Friday, January 05, 2007

ELEGANCE

My father drives me into Manhattan in the tastefully green Ford Grenada – four doors, beige interior – as sedanish as a sedan can be – my father who would never think of himself as someone who would drive a Ford sedan, only Americans would do that, people who don't know any better, not like him who grew up in Budapest, who was there while the city was bombed and the bridges spanning the Danube collapsed, not he whose favorite – whose only – dance was the waltz, who listened to Mozart and Beethoven – you get the gist.

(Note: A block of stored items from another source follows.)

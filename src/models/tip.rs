//! Short study tips shown next to a session.
use super::SessionSelection;
use serde::{Deserialize, Serialize};

#[derive(Clone, Debug, PartialEq, Serialize, Deserialize)]
pub struct Tip {
    pub subject: String,
    pub body: String,
    pub url: String,
}

/// Picks the tip matching the subject of the first selected item, else the first tip.
pub fn pick_tip<'a>(tips: &'a [Tip], selection: &SessionSelection) -> Option<&'a Tip> {
    selection
        .items
        .first()
        .and_then(|item| tips.iter().find(|t| t.subject == item.subject))
        .or_else(|| tips.first())
}
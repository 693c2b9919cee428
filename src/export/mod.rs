pub mod json;
pub mod report;

pub use report::progress_report;
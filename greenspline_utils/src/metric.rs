/////////////////////////////////////////////////////////////////////////////////////////////
//
// Implements distances and direction cosines for Cartesian and geographic coordinates.
//
// Created on: 18 Nov 2025     Author: Daniel Owen
//
// Copyright (c) 2025, Maptek Pty Ltd. All rights reserved. Licensed under the MIT License.
//
/////////////////////////////////////////////////////////////////////////////////////////////

//! Distance and direction computations shared by the system builder and
//! the evaluator.
//!
//! Geographic points hold longitude in column 0 and latitude in column 1,
//! both in degrees. Flat-earth and arc distances are returned in km.

use crate::constants::{EARTH_RADIUS_KM, GEODESIC_MIN_LATITUDE, WGS84_FLATTENING};
use faer::RowRef;
use serde::{Deserialize, Serialize};
use std::f64::consts::PI;

/// How coordinates are interpreted when measuring separation.
#[derive(Debug, Clone, Copy, PartialEq, Eq, Hash, Serialize, Deserialize)]
pub enum DistanceMode {
    /// `|xi - xj|` on a line.
    Cartesian1D,

    /// Euclidean distance in the plane.
    Cartesian2D,

    /// Longitude/latitude scaled onto a local plane, in km.
    FlatEarth,

    /// Great circle arc length, in km.
    Spherical,

    /// Cosine of the great circle separation, as used by the spherical kernels.
    SphericalCosine,

    /// Euclidean distance in space.
    Cartesian3D,
}

impl DistanceMode {
    /// Number of coordinate columns each point must have.
    pub fn dimension(&self) -> usize {
        match self {
            DistanceMode::Cartesian1D => 1,
            DistanceMode::Cartesian3D => 3,
            _ => 2,
        }
    }

    /// Returns `true` for the longitude/latitude modes.
    pub fn is_geographic(&self) -> bool {
        matches!(
            self,
            DistanceMode::FlatEarth | DistanceMode::Spherical | DistanceMode::SphericalCosine
        )
    }
}

/// Shape of the Earth used by [`DistanceMode::Spherical`] and
/// [`DistanceMode::SphericalCosine`].
#[derive(Debug, Clone, Copy, PartialEq, Eq, Hash, Default, Serialize, Deserialize)]
pub enum EarthModel {
    /// Perfect sphere of radius [`EARTH_RADIUS_KM`].
    #[default]
    Sphere,

    /// WGS-84 ellipsoid, with latitudes reduced to geocentric latitude.
    Wgs84,
}

/// A [`DistanceMode`] paired with the [`EarthModel`] used by its geographic variants.
#[derive(Debug, Clone, Copy, PartialEq, Eq, Hash, Serialize, Deserialize)]
pub struct Metric {
    /// Interpretation of the point coordinates.
    pub mode: DistanceMode,

    /// Earth shape, ignored by the Cartesian and flat-earth modes.
    pub earth: EarthModel,
}

impl Metric {
    pub fn new(mode: DistanceMode) -> Self {
        Metric {
            mode,
            earth: EarthModel::default(),
        }
    }

    /// Sets the earth model.
    pub fn with_earth(mut self, earth: EarthModel) -> Self {
        self.earth = earth;
        self
    }

    #[inline(always)]
    pub fn dimension(&self) -> usize {
        self.mode.dimension()
    }

    /// Returns the separation of `xi` and `xj`.
    ///
    /// This is a distance for every mode except [`DistanceMode::SphericalCosine`],
    /// which returns the cosine of the angular separation, exactly `1` for
    /// identical points.
    pub fn get_radius(&self, xi: RowRef<f64>, xj: RowRef<f64>) -> f64 {
        match self.mode {
            DistanceMode::Cartesian1D => (xi[0] - xj[0]).abs(),
            DistanceMode::Cartesian2D => (xi[0] - xj[0]).hypot(xi[1] - xj[1]),
            DistanceMode::Cartesian3D => (xi[0] - xj[0])
                .hypot(xi[1] - xj[1])
                .hypot(xi[2] - xj[2]),
            DistanceMode::FlatEarth => {
                let (dx, dy) = flat_offsets(xi, xj);
                dx.hypot(dy) * EARTH_RADIUS_KM.to_radians()
            }
            DistanceMode::Spherical => self.arc(xi, xj) * EARTH_RADIUS_KM,
            DistanceMode::SphericalCosine => self.cosine(xi, xj),
        }
    }

    /// Projects the direction `d` onto the unit vector at `xi` that points
    /// away from `xj`, or at `xj` away from `xi` when `reverse` is set.
    ///
    /// This is the rate at which the separation grows when `xi` moves along
    /// `d`. Geographic directions are `(east, north)` components, so an
    /// azimuth `az` has direction `(sin az, cos az)`. Coincident points give 0.
    pub fn get_dircosine(&self, d: &[f64], xi: RowRef<f64>, xj: RowRef<f64>, reverse: bool) -> f64 {
        let (a, b) = match reverse {
            true => (xj, xi),
            false => (xi, xj),
        };
        match self.mode {
            DistanceMode::Cartesian1D => {
                let dx = a[0] - b[0];
                match dx == 0.0 {
                    true => 0.0,
                    false => d[0] * dx.signum(),
                }
            }
            DistanceMode::Cartesian2D => unit_dot(d, &[a[0] - b[0], a[1] - b[1]]),
            DistanceMode::Cartesian3D => unit_dot(d, &[a[0] - b[0], a[1] - b[1], a[2] - b[2]]),
            DistanceMode::FlatEarth => {
                let (dx, dy) = flat_offsets(a, b);
                unit_dot(d, &[dx, dy])
            }
            DistanceMode::Spherical | DistanceMode::SphericalCosine => {
                if a[0] == b[0] && a[1] == b[1] {
                    return 0.0;
                }
                let (s, c) = (self.azimuth_radians(a, b) + PI).sin_cos();
                d[0] * s + d[1] * c
            }
        }
    }

    /// Azimuth in degrees, clockwise from north in `[0, 360)`, of the great
    /// circle leaving `from` towards `to`.
    pub fn azimuth(&self, from: RowRef<f64>, to: RowRef<f64>) -> f64 {
        self.azimuth_radians(from, to).to_degrees().rem_euclid(360.0)
    }

    fn azimuth_radians(&self, from: RowRef<f64>, to: RowRef<f64>) -> f64 {
        let lat1 = self.latitude(from[1]);
        let lat2 = self.latitude(to[1]);
        let dlon = (to[0] - from[0]).to_radians();
        let (slat1, clat1) = lat1.sin_cos();
        let (slat2, clat2) = lat2.sin_cos();
        let (sdlon, cdlon) = dlon.sin_cos();
        (sdlon * clat2).atan2(clat1 * slat2 - slat1 * clat2 * cdlon)
    }

    /// Angular separation in radians, by the haversine formula.
    fn arc(&self, xi: RowRef<f64>, xj: RowRef<f64>) -> f64 {
        let lat1 = self.latitude(xi[1]);
        let lat2 = self.latitude(xj[1]);
        let sdlat = (0.5 * (lat2 - lat1)).sin();
        let sdlon = (0.5 * (xj[0] - xi[0]).to_radians()).sin();
        let h = sdlat * sdlat + lat1.cos() * lat2.cos() * sdlon * sdlon;
        2.0 * h.sqrt().min(1.0).asin()
    }

    fn cosine(&self, xi: RowRef<f64>, xj: RowRef<f64>) -> f64 {
        if xi[0] == xj[0] && xi[1] == xj[1] {
            return 1.0;
        }
        let lat1 = self.latitude(xi[1]);
        let lat2 = self.latitude(xj[1]);
        let dlon = (xj[0] - xi[0]).to_radians();
        let c = lat1.sin() * lat2.sin() + lat1.cos() * lat2.cos() * dlon.cos();
        c.clamp(-1.0, 1.0)
    }

    /// Latitude in radians, reduced to geocentric latitude on the ellipsoid.
    fn latitude(&self, lat_deg: f64) -> f64 {
        match self.earth {
            EarthModel::Sphere => lat_deg.to_radians(),
            EarthModel::Wgs84 => {
                let mut lat = lat_deg.to_radians();
                if lat.abs() < GEODESIC_MIN_LATITUDE {
                    lat = GEODESIC_MIN_LATITUDE.copysign(lat);
                }
                let e2 = WGS84_FLATTENING * (2.0 - WGS84_FLATTENING);
                ((1.0 - e2) * lat.tan()).atan()
            }
        }
    }
}

/// Longitude and latitude offsets of `xi` from `xj` in degrees, with the
/// longitude offset wrapped to `[-180, 180)` and scaled by the cosine of
/// the mean latitude.
#[inline]
fn flat_offsets(xi: RowRef<f64>, xj: RowRef<f64>) -> (f64, f64) {
    let dlon = (xi[0] - xj[0] + 180.0).rem_euclid(360.0) - 180.0;
    let mean_lat = (0.5 * (xi[1] + xj[1])).to_radians();
    (dlon * mean_lat.cos(), xi[1] - xj[1])
}

#[inline]
fn unit_dot(d: &[f64], v: &[f64]) -> f64 {
    let norm = v.iter().map(|x| x * x).sum::<f64>().sqrt();
    if norm == 0.0 {
        return 0.0;
    }
    d.iter().zip(v).map(|(a, b)| a * b).sum::<f64>() / norm
}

Anyway, he drove me into Manhattan, to Lincoln Center, to the Metropolitan Opera House on a Saturday night and while we sat in our theater seats waiting for the lights to dim, he aid that my walking over that afternoon to see Alex, a beautifully long-haired, moustachioed man-boy, was not "elegant."

Quote, unquote.

I don’t remember saying anything. I had perfected the art of freezing up into absolute steel.

What did he know?

What did he know of my dreams about Alex who was the best guy within reach I had seen so far?

I wrote his name over and over in the margins of my note book at school, watching myself do it, knowing I wasn’t quite as lost in the thought of Alex to really justify the doodling of his name but I guess wanting the fantasy so much – the guy, the romance – and this part – the doodling – was one piece I could supply myself.

Alex looked the part but that was about it. For awhile we had some sort of not quite romantic something but he was just a schizophrenic on meds living with his parents. I liked him because he was different.

I was so dying for the right horse to come galloping by and I’d leap on its back and get carried away. I thought it would be easy. You get done with school. You get away from home.

I hated home, but not enough, or I didn’t know enough how much I hated it, how antithetical it was to me. These good people – this noble Hungarian, this something-or-other mother, these innocent sisters, this house – our house. I must not betray any of it.

Something like that.

Though they would all deny it, each in their own way. They would each say that they want me to be happy. Can I just go straight ahead without them at all? Make no concessions whatsoever? I can hold onto this clarity for about thirty seconds.